La perla de la Costa Brava se llama Cadaqués

La Costa Brava es uno de los valores más preciados del litoral mediterráneo. Incluso ganó un concurso de la televisión catalana, TV3, en el que los espectadores votaban su paisaje favorito de Cataluña. Abrupto y plagado de vegetación, es un rincón donde la naturaleza convive en ocasiones con una excesiva explotación urbanística. Y es que el turismo ha sido en las últimas décadas una de las principales fuentes de ingresos, si no la principal, de la zona.

Hoy en día en la Costa Brava encontramos de todo. Desde pueblos que han perdido totalmente su esencia y se han convertido en una suerte de parque temático, hasta algunos pocos que consiguen mantener su espíritu, y así será hasta el fin de los días. El ejemplo paradigmático de este segundo caso es Cadaqués. Un pequeño pueblo de pescadores, blanco impoluto, que se alza en la costa del Parque Natural del Cap de Creus.

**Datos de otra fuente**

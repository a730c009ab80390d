//! Application Layer - Use cases and port definitions.
//!
//! This layer contains the polling use case and the port interfaces
//! that define how it reaches external systems.

/// Port interfaces for external systems.
pub mod ports;

/// Bounded quote-polling loop with cancellation.
pub mod quote_poller;

pub use ports::QuoteSource;
pub use quote_poller::{PollError, QuotePoller};
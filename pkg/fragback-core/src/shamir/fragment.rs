/*
 * fragback: deterministic M-of-N fragmentation of wallet secrets
 * Copyright (C) 2024-2026 The fragback Authors
 *
 * This program is free software: you can redistribute it and/or modify
 * it under the terms of the GNU General Public License as published by
 * the Free Software Foundation, either version 3 of the License, or
 * (at your option) any later version.
 *
 * This program is distributed in the hope that it will be useful,
 * but WITHOUT ANY WARRANTY; without even the implied warranty of
 * MERCHANTABILITY or FITNESS FOR A PARTICULAR PURPOSE.  See the
 * GNU General Public License for more details.
 *
 * You should have received a copy of the GNU General Public License
 * along with this program.  If not, see <https://www.gnu.org/licenses/>.
 */

use crate::wire::{ToWire, WireError};

use serde::{Deserialize, Serialize};

/// One evaluation point `(x, y)` of the secret-encoding polynomial, the unit
/// of distribution in the scheme.
///
/// Both halves are fixed-width big-endian byte strings as wide as the field
/// the secret was split in. Fragments are immutable once created; a set used
/// for reconstruction must have pairwise-distinct x values.
#[derive(Clone, Debug, Eq, PartialEq, Serialize, Deserialize)]
pub struct Fragment {
    x: Vec<u8>,
    y: Vec<u8>,
}

impl Fragment {
    pub(super) fn new(x: Vec<u8>, y: Vec<u8>) -> Self {
        debug_assert_eq!(x.len(), y.len());
        Self { x, y }
    }

    /// Reassemble a fragment from its two halves (for callers restoring
    /// fragments from storage). Both must be the same non-zero width.
    pub fn from_parts(x: Vec<u8>, y: Vec<u8>) -> Result<Self, WireError> {
        if x.is_empty() || x.len() != y.len() {
            return Err(WireError::Malformed(
                "fragment halves must be the same non-zero width",
            ));
        }
        Ok(Self { x, y })
    }

    /// Parse the wire form `x ∥ y` of a fragment of a `nbytes`-wide split.
    pub fn from_wire(input: &[u8], nbytes: usize) -> Result<Self, WireError> {
        match input.len().cmp(&(2 * nbytes)) {
            std::cmp::Ordering::Less => Err(WireError::Truncated {
                needed: 2 * nbytes,
                got: input.len(),
            }),
            std::cmp::Ordering::Greater => Err(WireError::TrailingBytes),
            std::cmp::Ordering::Equal => {
                let (x, y) = input.split_at(nbytes);
                Self::from_parts(x.to_vec(), y.to_vec())
            }
        }
    }

    /// Field width of the split this fragment belongs to, in bytes.
    pub fn nbytes(&self) -> usize {
        self.x.len()
    }

    pub fn x_bytes(&self) -> &[u8] {
        &self.x
    }

    pub fn y_bytes(&self) -> &[u8] {
        &self.y
    }
}

impl ToWire for Fragment {
    fn to_wire(&self) -> Vec<u8> {
        let mut bytes = Vec::with_capacity(self.x.len() + self.y.len());
        bytes.extend_from_slice(&self.x);
        bytes.extend_from_slice(&self.y);
        bytes
    }
}

#[cfg(test)]
impl quickcheck::Arbitrary for Fragment {
    fn arbitrary(g: &mut quickcheck::Gen) -> Self {
        let nbytes = *g.choose(&[1usize, 2, 4, 8, 16, 32]).unwrap();
        let half = |g: &mut quickcheck::Gen| (0..nbytes).map(|_| u8::arbitrary(g)).collect();
        Self {
            x: half(g),
            y: half(g),
        }
    }
}
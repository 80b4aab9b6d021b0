/*
 * fragback: deterministic M-of-N fragmentation of wallet secrets
 * Copyright (C) 2024-2026 The fragback Authors
 *
 * This program is free software: you can redistribute it and/or modify
 * it under the terms of the GNU General Public License as published by
 * the Free Software Foundation, either version 3 of the License, or
 * (at your option) any later version.
 *
 * This program is distributed in the hope that it will be useful,
 * but WITHOUT ANY WARRANTY; without even the implied warranty of
 * MERCHANTABILITY or FITNESS FOR A PARTICULAR PURPOSE.  See the
 * GNU General Public License for more details.
 *
 * You should have received a copy of the GNU General Public License
 * along with this program.  If not, see <https://www.gnu.org/licenses/>.
 */

use std::collections::{BTreeMap, BTreeSet};

use crate::shamir::{dealer, Error, Fragment};

use itertools::Itertools;
use rand::seq::IteratorRandom;

/// Default cap on the number of subsets tested by
/// [`create_testing_subsets`]. Beyond this many combinations the tester
/// switches from exhaustive enumeration to random sampling.
pub const DEFAULT_MAX_TEST_COUNT: usize = 20;

/// `C(n, k)`, saturating at `u128::MAX`. Fragment counts are tiny in
/// practice (a dozen at most), so this never actually saturates; the
/// saturation only guards the comparison against `max_test_count`.
fn binomial(n: usize, k: usize) -> u128 {
    let k = k.min(n - k);
    let mut result = 1u128;
    for i in 0..k {
        result = result.saturating_mul((n - i) as u128) / (i as u128 + 1);
    }
    result
}

/// Choose which size-`needed` subsets of the given fragment indices to
/// verify.
///
/// Returns `(randomized, subsets)`, each subset sorted and the list of
/// subsets in sorted order:
///
///  * if `needed` equals the number of indices there is exactly one subset
///    and `randomized` is `false`;
///  * if there are at most `max_test_count` combinations, all of them are
///    returned and `randomized` is `false`;
///  * otherwise `max_test_count` *distinct* subsets are drawn uniformly at
///    random (resampling on duplicates) and `randomized` is `true`.
pub fn create_testing_subsets(
    frag_indices: &[u32],
    needed: usize,
    max_test_count: usize,
) -> Result<(bool, Vec<Vec<u32>>), Error> {
    let num_indices = frag_indices.len();
    if needed > num_indices {
        return Err(Error::InsufficientFragments {
            needed,
            got: num_indices,
        });
    }

    let mut indices = frag_indices.to_vec();
    indices.sort_unstable();

    if needed == num_indices {
        return Ok((false, vec![indices]));
    }

    if binomial(num_indices, needed) <= max_test_count as u128 {
        // With the indices sorted, combinations() emits each subset sorted
        // and the subsets themselves in lexicographic order.
        let subsets = indices.into_iter().combinations(needed).collect();
        Ok((false, subsets))
    } else {
        let mut rng = rand::thread_rng();
        let mut seen = BTreeSet::new();
        while seen.len() < max_test_count {
            let mut sample = indices.iter().copied().choose_multiple(&mut rng, needed);
            sample.sort_unstable();
            // Duplicate draws simply do not grow the set; keep sampling.
            seen.insert(sample);
        }
        Ok((true, seen.into_iter().collect()))
    }
}

/// Reconstruct the secret from every subset chosen by
/// [`create_testing_subsets`] and pair each subset with its result.
///
/// This is the verification pass run after issuing a fragment set: all
/// returned secrets must be identical, otherwise at least one fragment was
/// corrupted between splitting and storage.
pub fn test_reconstruct_secrets(
    frag_map: &BTreeMap<u32, Fragment>,
    needed: usize,
    max_test_count: usize,
) -> Result<(bool, Vec<(Vec<u32>, Vec<u8>)>), Error> {
    let keys = frag_map.keys().copied().collect::<Vec<_>>();
    let (randomized, subsets) = create_testing_subsets(&keys, needed, max_test_count)?;

    // create_testing_subsets already rejected an empty map.
    let nbytes = frag_map
        .values()
        .next()
        .map(|frag| frag.nbytes())
        .unwrap_or_default();

    let mut results = Vec::with_capacity(subsets.len());
    for subset in subsets {
        let fragments = subset
            .iter()
            .map(|idx| frag_map[idx].clone())
            .collect::<Vec<_>>();
        let secret = dealer::recover_secret(&fragments, needed, nbytes)?;
        results.push((subset, secret));
    }
    Ok((randomized, results))
}
/*
 * fragback: deterministic M-of-N fragmentation of wallet secrets
 * Copyright (C) 2024-2026 The fragback Authors
 *
 * This program is free software: you can redistribute it and/or modify
 * it under the terms of the GNU General Public License as published by
 * the Free Software Foundation, either version 3 of the License, or
 * (at your option) any later version.
 *
 * This program is distributed in the hope that it will be useful,
 * but WITHOUT ANY WARRANTY; without even the implied warranty of
 * MERCHANTABILITY or FITNESS FOR A PARTICULAR PURPOSE.  See the
 * GNU General Public License for more details.
 *
 * You should have received a copy of the GNU General Public License
 * along with this program.  If not, see <https://www.gnu.org/licenses/>.
 */

use hmac::{Hmac, Mac};
use sha2::{Digest, Sha256, Sha512};

/// Number of bytes in a storage checksum.
pub const CHECKSUM_LENGTH: usize = 4;

#[derive(Debug, thiserror::Error)]
pub enum ChecksumError {
    #[error("checksum mismatch not attributable to a single corrupted byte")]
    Mismatch,
}

/// Compute the double-SHA-256 digest of the input.
pub fn hash256(data: &[u8]) -> [u8; 32] {
    let first = Sha256::digest(data);
    Sha256::digest(first).into()
}

/// Compute HMAC-SHA512 of `msg` under `key`.
pub fn hmac_sha512(key: &[u8], msg: &[u8]) -> [u8; 64] {
    let mut mac =
        Hmac::<Sha512>::new_from_slice(key).expect("HMAC accepts any key length");
    mac.update(msg);
    let mut out = [0u8; 64];
    out.copy_from_slice(&mac.finalize().into_bytes());
    out
}

/// Compute the 4-byte storage checksum of a byte string (the first four bytes
/// of its [`hash256`] digest).
pub fn compute_checksum(data: &[u8]) -> [u8; CHECKSUM_LENGTH] {
    let digest = hash256(data);
    let mut out = [0u8; CHECKSUM_LENGTH];
    out.copy_from_slice(&digest[..CHECKSUM_LENGTH]);
    out
}

/// Verify a byte string against its stored checksum, correcting up to one
/// corrupted byte.
///
/// The return value is the verified data:
///
///  * if the checksum matches, the input is returned unchanged;
///  * if a single data byte is corrupt, the repaired data is returned;
///  * if the checksum itself (rather than the data) has a single corrupt
///    byte, the data is returned unchanged -- callers storing the checksum
///    should rewrite it;
///  * anything beyond a one-byte error is [`ChecksumError::Mismatch`], since
///    it is almost certainly not a storage bit-flip.
pub fn verify_checksum(data: &[u8], checksum: &[u8]) -> Result<Vec<u8>, ChecksumError> {
    if hash256(data).starts_with(checksum) {
        return Ok(data.to_vec());
    }

    // Try to repair a single corrupted data byte.
    let mut candidate = data.to_vec();
    for i in 0..candidate.len() {
        let original = candidate[i];
        for value in 0..=u8::MAX {
            if value == original {
                continue;
            }
            candidate[i] = value;
            if hash256(&candidate).starts_with(checksum) {
                return Ok(candidate);
            }
        }
        candidate[i] = original;
    }

    // The data may be fine and the checksum itself corrupt. If the stored
    // checksum differs from the recomputed one in exactly one byte, trust the
    // data.
    let digest = hash256(data);
    let mismatches = checksum
        .iter()
        .zip(digest.iter())
        .filter(|(a, b)| a != b)
        .count();
    if checksum.len() <= digest.len() && mismatches == 1 {
        return Ok(data.to_vec());
    }

    Err(ChecksumError::Mismatch)
}

#[cfg(test)]
mod test {
    use super::*;

    #[test]
    fn hash256_empty() {
        // Double-SHA-256 of the empty string, as used all over Bitcoin.
        assert_eq!(
            hex::encode(hash256(b"")),
            "5df6e0e2761359d30a8275058e299fcc0381534545f55cf43e41983f5d4c9456",
        );
    }

    #[test]
    fn hmac_sha512_rfc4231_case1() {
        let key = [0x0b; 20];
        let tag = hmac_sha512(&key, b"Hi There");
        assert_eq!(
            hex::encode(tag),
            "87aa7cdea5ef619d4ff0b4241a1d6cb02379f4e2ce4ec2787ad0b30545e17cde\
             daa833b7d6b8a702038b274eaea3f4e4be9d914eeb61f1702e696c203a126854",
        );
    }

    #[test]
    fn checksum_roundtrip() {
        let data = b"fragment storage line".to_vec();
        let chksum = compute_checksum(&data);
        assert_eq!(verify_checksum(&data, &chksum).unwrap(), data);
    }

    #[test]
    fn checksum_repairs_single_data_byte() {
        let data = b"fragment storage line".to_vec();
        let chksum = compute_checksum(&data);

        let mut corrupted = data.clone();
        corrupted[7] ^= 0x5a;
        assert_eq!(verify_checksum(&corrupted, &chksum).unwrap(), data);
    }

    #[test]
    fn checksum_detects_corrupt_checksum_byte() {
        let data = b"fragment storage line".to_vec();
        let mut chksum = compute_checksum(&data);
        chksum[2] ^= 0xff;

        // Data comes back unchanged; the checksum is what needs rewriting.
        assert_eq!(verify_checksum(&data, &chksum).unwrap(), data);
    }

    #[test]
    fn checksum_rejects_multi_byte_error() {
        let data = b"fragment storage line".to_vec();
        let chksum = compute_checksum(&data);

        let mut corrupted = data;
        corrupted[1] ^= 0x01;
        corrupted[9] ^= 0x80;
        assert!(matches!(
            verify_checksum(&corrupted, &chksum),
            Err(ChecksumError::Mismatch)
        ));
    }
}
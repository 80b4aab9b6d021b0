/*
 * fragback: deterministic M-of-N fragmentation of wallet secrets
 * Copyright (C) 2024-2026 The fragback Authors
 *
 * This program is free software: you can redistribute it and/or modify
 * it under the terms of the GNU General Public License as published by
 * the Free Software Foundation, either version 3 of the License, or
 * (at your option) any later version.
 *
 * This program is distributed in the hope that it will be useful,
 * but WITHOUT ANY WARRANTY; without even the implied warranty of
 * MERCHANTABILITY or FITNESS FOR A PARTICULAR PURPOSE.  See the
 * GNU General Public License for more details.
 *
 * You should have received a copy of the GNU General Public License
 * along with this program.  If not, see <https://www.gnu.org/licenses/>.
 */

//! This module implements a Shamir Secret Sharing scheme over a prime-order
//! field, where the field is chosen by the byte width of the secret being
//! split. The secret is encoded as the *leading* coefficient of a polynomial
//! of degree M-1, the remaining coefficients are derived deterministically
//! from the secret with an iterated HMAC-SHA512 chain, and each fragment is
//! one evaluation point of that polynomial. Reconstruction solves the
//! Vandermonde system over the field with exact (arbitrary-precision)
//! arithmetic.
//!
//! ## Security ##
//! **This implementation is not remotely constant time. Field elements are
//! heap-allocated big integers whose operation timing depends on their
//! values. It is intended for offline backup tooling, not for online
//! protocols where an attacker can measure timing.**

mod dealer;
mod field;
mod fragment;
mod matrix;
mod subsets;

pub use dealer::{recover_secret, Dealer, MAX_THRESHOLD, MIN_THRESHOLD};
pub use field::FiniteField;
pub use fragment::Fragment;
pub use matrix::Matrix;
pub use subsets::{create_testing_subsets, test_reconstruct_secrets, DEFAULT_MAX_TEST_COUNT};

#[derive(Debug, thiserror::Error)]
pub enum Error {
    #[error("no field prime is configured for a width of {0} bytes")]
    UnsupportedFieldWidth(usize),

    #[error("secret is too large for a {nbytes}-byte field: its integer value must be below the field prime")]
    SecretOutOfRange { nbytes: usize },

    #[error("threshold must require between 2 and 8 fragments, got {0}")]
    InvalidThreshold(usize),

    #[error("cannot make fewer pieces than the reconstruction threshold: asked for {pieces} pieces with a threshold of {needed}")]
    InsufficientPieces { needed: usize, pieces: usize },

    #[error("not enough fragments: need {needed}, got {got}")]
    InsufficientFragments { needed: usize, got: usize },

    #[error("reconstruction matrix is singular: fragment x values must be pairwise distinct")]
    SingularReconstruction,

    #[error("zero has no multiplicative inverse")]
    ZeroInverse,

    #[error("matrix dimensions are incompatible: {0}")]
    DimensionMismatch(&'static str),
}
/*
 * fragback: deterministic M-of-N fragmentation of wallet secrets
 * Copyright (C) 2024-2026 The fragback Authors
 *
 * This program is free software: you can redistribute it and/or modify
 * it under the terms of the GNU General Public License as published by
 * the Free Software Foundation, either version 3 of the License, or
 * (at your option) any later version.
 *
 * This program is distributed in the hope that it will be useful,
 * but WITHOUT ANY WARRANTY; without even the implied warranty of
 * MERCHANTABILITY or FITNESS FOR A PARTICULAR PURPOSE.  See the
 * GNU General Public License for more details.
 *
 * You should have received a copy of the GNU General Public License
 * along with this program.  If not, see <https://www.gnu.org/licenses/>.
 */

use fragback_core::shamir::{recover_secret, Dealer};

use criterion::{black_box, criterion_group, criterion_main, Criterion, Throughput};
use rand::{distributions::Standard, Rng};

// Random secrets of the field width with a zeroed leading byte, so they
// always sit below the field prime.
fn random_secret(nbytes: usize) -> Vec<u8> {
    let mut secret = rand::thread_rng()
        .sample_iter(Standard)
        .take(nbytes)
        .collect::<Vec<u8>>();
    secret[0] = 0;
    secret
}

fn benchmark_split(c: &mut Criterion) {
    let mut group = c.benchmark_group("shamir Dealer::split");
    for nbytes in [16usize, 32, 64] {
        let secret = random_secret(nbytes);
        let dealer = Dealer::new(3, 5, nbytes).unwrap();
        group.throughput(Throughput::Bytes(nbytes as u64));
        group.bench_with_input(format!("nbytes={:03}", nbytes), &dealer, |b, dealer| {
            b.iter(|| dealer.split(black_box(&secret)).unwrap())
        });
    }
    group.finish()
}

fn benchmark_recover_secret(c: &mut Criterion) {
    let mut group = c.benchmark_group("shamir recover_secret");
    for nbytes in [16usize, 32, 64] {
        let secret = random_secret(nbytes);
        let dealer = Dealer::new(3, 5, nbytes).unwrap();
        let fragments = dealer.split(&secret).unwrap();
        group.throughput(Throughput::Bytes(nbytes as u64));
        group.bench_with_input(
            format!("nbytes={:03}", nbytes),
            &fragments,
            |b, fragments| b.iter(|| recover_secret(black_box(fragments), 3, nbytes).unwrap()),
        );
    }
    group.finish()
}

criterion_group! {
    name = benches;
    config = Criterion::default().sample_size(250);
    targets = benchmark_split, benchmark_recover_secret
}
criterion_main!(benches);
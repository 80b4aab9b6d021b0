/*
 * fragback: deterministic M-of-N fragmentation of wallet secrets
 * Copyright (C) 2024-2026 The fragback Authors
 *
 * This program is free software: you can redistribute it and/or modify
 * it under the terms of the GNU General Public License as published by
 * the Free Software Foundation, either version 3 of the License, or
 * (at your option) any later version.
 *
 * This program is distributed in the hope that it will be useful,
 * but WITHOUT ANY WARRANTY; without even the implied warranty of
 * MERCHANTABILITY or FITNESS FOR A PARTICULAR PURPOSE.  See the
 * GNU General Public License for more details.
 *
 * You should have received a copy of the GNU General Public License
 * along with this program.  If not, see <https://www.gnu.org/licenses/>.
 */

use std::collections::BTreeMap;

use crate::shamir::Error;

use num_bigint::BigUint;
use num_traits::{One, Zero};
use once_cell::sync::Lazy;

/// For each supported data width, the largest prime just below `2^(8n)`,
/// stored as the offset `c` in `prime = 2^(8n) - c`. Because the field is
/// only used to encode data of a fixed width, enforcing primality by table
/// lookup is both simpler and more auditable than testing primality at
/// runtime. To support another width, find a prime very close to `2^(8n)`
/// and add it here.
const PRIME_OFFSETS: [(usize, u32); 14] = [
    (1, 5), // mainly for testing
    (2, 39),
    (4, 5),
    (8, 59),
    (16, 797),
    (20, 543),
    (24, 333),
    (32, 357),
    (48, 317),
    (64, 569),
    (96, 825),
    (128, 105),
    (192, 3453),
    (256, 1157),
];

static PRIMES: Lazy<BTreeMap<usize, BigUint>> = Lazy::new(|| {
    PRIME_OFFSETS
        .iter()
        .map(|&(nbytes, offset)| {
            let prime = (BigUint::one() << (8 * nbytes)) - BigUint::from(offset);
            (nbytes, prime)
        })
        .collect()
});

/// A prime-order finite field sized to hold `nbytes`-wide byte strings.
///
/// All element operations accept raw [`BigUint`] values and reduce them
/// modulo the field prime, so inputs slightly above the prime (such as HMAC
/// output truncated to the field width) are handled without a separate
/// reduction step.
// NOTE: None of these operations are timing-safe.
#[derive(Clone, Debug, Eq, PartialEq)]
pub struct FiniteField {
    nbytes: usize,
    prime: BigUint,
}

impl FiniteField {
    /// Construct the field for a given data width in bytes.
    ///
    /// Fails with [`Error::UnsupportedFieldWidth`] if no prime is configured
    /// for that width.
    pub fn new(nbytes: usize) -> Result<Self, Error> {
        let prime = PRIMES
            .get(&nbytes)
            .cloned()
            .ok_or(Error::UnsupportedFieldWidth(nbytes))?;
        Ok(Self { nbytes, prime })
    }

    /// Data width in bytes.
    pub fn nbytes(&self) -> usize {
        self.nbytes
    }

    /// The field prime.
    pub fn prime(&self) -> &BigUint {
        &self.prime
    }

    pub fn add(&self, a: &BigUint, b: &BigUint) -> BigUint {
        (a + b) % &self.prime
    }

    pub fn subtract(&self, a: &BigUint, b: &BigUint) -> BigUint {
        // BigUint cannot go negative, so lift a above b before subtracting.
        ((a % &self.prime) + &self.prime - (b % &self.prime)) % &self.prime
    }

    pub fn mult(&self, a: &BigUint, b: &BigUint) -> BigUint {
        (a * b) % &self.prime
    }

    /// Raise `a` to a non-negative integer power by square-and-multiply.
    pub fn power(&self, a: &BigUint, e: u64) -> BigUint {
        a.modpow(&BigUint::from(e), &self.prime)
    }

    /// The multiplicative inverse of `a`, computed as `a^(prime-2)`.
    ///
    /// This relies on Fermat's little theorem and is only valid because the
    /// modulus is prime. Zero has no inverse and yields
    /// [`Error::ZeroInverse`].
    pub fn inverse(&self, a: &BigUint) -> Result<BigUint, Error> {
        if (a % &self.prime).is_zero() {
            return Err(Error::ZeroInverse);
        }
        Ok(a.modpow(&(&self.prime - 2u32), &self.prime))
    }

    /// Field division: `a * inverse(b)`. Fails for `b ≡ 0`.
    pub fn divide(&self, a: &BigUint, b: &BigUint) -> Result<BigUint, Error> {
        let binv = self.inverse(b)?;
        Ok(self.mult(a, &binv))
    }

    /// Encode a value as a fixed-width big-endian byte string.
    ///
    /// The value must fit in `nbytes` bytes (every value this crate encodes
    /// is either reduced or HMAC output already truncated to the width); if
    /// it does not, only the low-order bytes are kept.
    pub fn encode(&self, value: &BigUint) -> Vec<u8> {
        let bytes = value.to_bytes_be();
        debug_assert!(bytes.len() <= self.nbytes || value.is_zero());

        let mut out = vec![0u8; self.nbytes];
        let dst = self.nbytes.saturating_sub(bytes.len());
        let src = bytes.len().saturating_sub(self.nbytes);
        out[dst..].copy_from_slice(&bytes[src..]);
        out
    }

    /// Decode a big-endian byte string into an integer.
    pub fn decode(&self, bytes: &[u8]) -> BigUint {
        BigUint::from_bytes_be(bytes)
    }
}
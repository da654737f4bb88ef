// Dashboard service - Runs load, aggregation, charting and layout once
use crate::application::aggregator::{
    self, CATEGORY, CONSUMPTION_PARAM, CONSUMPTION_VALUE, COUNT, FARMER_COUNT, PROVINCE, SPECIES,
    VOLUME, YEAR,
};
use crate::application::chart_builder::{
    bar_chart, donut_chart, line_chart, pie_chart, scatter_with_trend, LineChartConfig,
};
use crate::application::data_loader::{load_tables, FishTables};
use crate::application::layout_assembler::{assemble, donut_id, DashboardCharts, DASHBOARD_TITLE};
use crate::application::workbook_source::WorkbookSource;
use crate::domain::chart::ChartSpec;
use crate::domain::dashboard::{Dashboard, SummaryCard};
use crate::domain::error::Result;
use crate::infrastructure::config::ChartsConfig;

#[derive(Clone)]
pub struct DashboardService {
    charts_config: ChartsConfig,
}

impl DashboardService {
    pub fn new(charts_config: ChartsConfig) -> Self {
        Self { charts_config }
    }

    /// Build the whole dashboard from a workbook. Any missing sheet, column
    /// or species aborts the build.
    pub fn build(&self, source: &mut dyn WorkbookSource) -> Result<Dashboard> {
        let tables = load_tables(source)?;
        tracing::info!(
            "Loaded workbook: {} production rows, {} farmer rows",
            tables.production.len(),
            tables.farmers.len()
        );

        let (cards, charts) = self.build_widgets(&tables)?;
        let root = assemble(cards, charts);
        tracing::info!("Built {} charts", root.charts().len());

        Ok(Dashboard::new(DASHBOARD_TITLE.to_string(), root))
    }

    fn build_widgets(&self, tables: &FishTables) -> Result<(Vec<SummaryCard>, DashboardCharts)> {
        let config = &self.charts_config;

        let by_year_and_category = aggregator::mean_by_year_and_category(&tables.production)?;
        let farmers_by_year = aggregator::mean_by_year(&tables.farmers)?;
        let farmers_by_province = aggregator::mean_by_province(&tables.farmers)?;
        let by_species = aggregator::mean_by_species(&tables.production)?;
        let by_province_and_species = aggregator::mean_by_province_and_species(&tables.production)?;

        let cards = vec![
            SummaryCard::new(
                "Rata-Rata Produksi Komoditas Tahun (2002-2012)",
                aggregator::mean_of_means(&by_year_and_category, Some(CATEGORY), VOLUME)?,
            ),
            SummaryCard::new(
                "Rata-Rata Pembudidaya Komoditas Tahun (2002-2012)",
                aggregator::mean_of_means(&farmers_by_year, None, COUNT)?,
            ),
        ];

        let trend = aggregator::production_trend(&by_year_and_category, &config.trend_categories)?;
        let production_trend = line_chart(
            &trend,
            &LineChartConfig {
                title: "Rata-Rata Produksi Komoditas per Tahun",
                x: YEAR,
                y: VOLUME,
                color: Some(CATEGORY),
                x_title: "Tahun",
                y_title: "Jumlah",
            },
        )?;

        let consumption = aggregator::consumption_series(&tables.consumption)?;
        let consumption_trend = line_chart(
            &consumption,
            &LineChartConfig {
                title: "Penyediaan Ikan dan Konsumsi Ikan per Kapita",
                x: YEAR,
                y: CONSUMPTION_VALUE,
                color: Some(CONSUMPTION_PARAM),
                x_title: "Tahun",
                y_title: "Kg/kapita",
            },
        )?;

        let farmers_chart = bar_chart(
            &farmers_by_province,
            PROVINCE,
            COUNT,
            "Rata-rata Pembudidaya Ikan per Provinsi (2002 - 2012)",
            " ",
            " ",
        )?;

        let species_share = pie_chart(&by_species, SPECIES, VOLUME, "Persentase Komoditas")?;

        let joined = aggregator::join_farmers_to_production(&tables.farmers, &tables.production)?;
        let subset = aggregator::farmer_volume_subset(
            &joined,
            config.scatter_year,
            &config.scatter_species,
        )?;
        tracing::debug!(
            "Scatter subset for {} / {}: {} rows",
            config.scatter_year,
            config.scatter_species,
            subset.len()
        );
        let farmers_vs_volume = scatter_with_trend(
            &subset,
            FARMER_COUNT,
            VOLUME,
            "Hubungan Jumlah Pembudidaya dengan Volume Produksi",
            "Jumlah Pembudidaya ",
            " Volume Produksi",
        )?;

        let donuts = config
            .donuts
            .iter()
            .map(|donut| -> Result<(String, ChartSpec)> {
                let chart = donut_chart(&by_province_and_species, donut)?;
                Ok((donut_id(&donut.first, &donut.second), chart))
            })
            .collect::<Result<Vec<_>>>()?;

        let charts = DashboardCharts {
            production_trend,
            consumption_trend,
            farmers_by_province: farmers_chart,
            species_share,
            farmers_vs_volume,
            donuts,
        };

        Ok((cards, charts))
    }
}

Aislado de su entorno durante siglos, aún hoy el acceso a Cadaqués es bastante complicado. Quizás por eso, y por encontrarse en un entorno protegido, no ha sido víctima de la masificación que han sufrido otras localidades de la Costa Brava. Con apenas 3.000 habitantes, es uno de esos rincones idílicos de anuncio. Casitas que no pasan de los dos pisos, irregulares callejuelas de piedras, ventanales azules… Y en definitiva, nada que recuerde a un núcleo urbano al uso, con coches y modernos edificios.

El encanto de Cadaqués y de su paisaje ha enamorado a algunos de los grandes personajes de la historia contemporánea. El ejemplo más paradigmático es Salvador Dalí. Nativo de la cercana localidad de Figueres, residió durante años junto a su esposa Gala en una bonita casa en el pequeño núcleo de población de Portlligat. El que fue su hogar es hoy un museo dedicado al pintor, muy recomendable para cualquiera que visite la zona. Otros artistas, como Matisse, Miró o Picasso, también quedaron encandilados por la belleza de Cadaqués.

Como ya habíamos avanzado al principio, llegar hasta Cadaqués no es tarea fácil. El modo más práctico de hacerlo es en coche, a través de una carretera de curvas que parte de la localidad de Roses, tras habernos desviado antes desde Figueres. Quienes no dispongan de este medio de transporte lo tienen algo más complicado. Avión hasta Girona, autobús hasta la ciudad, y autobús hasta Cadaqués de lunes a viernes. Los fines de semana hay que coger el tren hasta Figueres, y allí tomar el autobús hasta Cadaqués. Toda una odisea con un final feliz, muy feliz, que aseguramos que vale mucho la pena.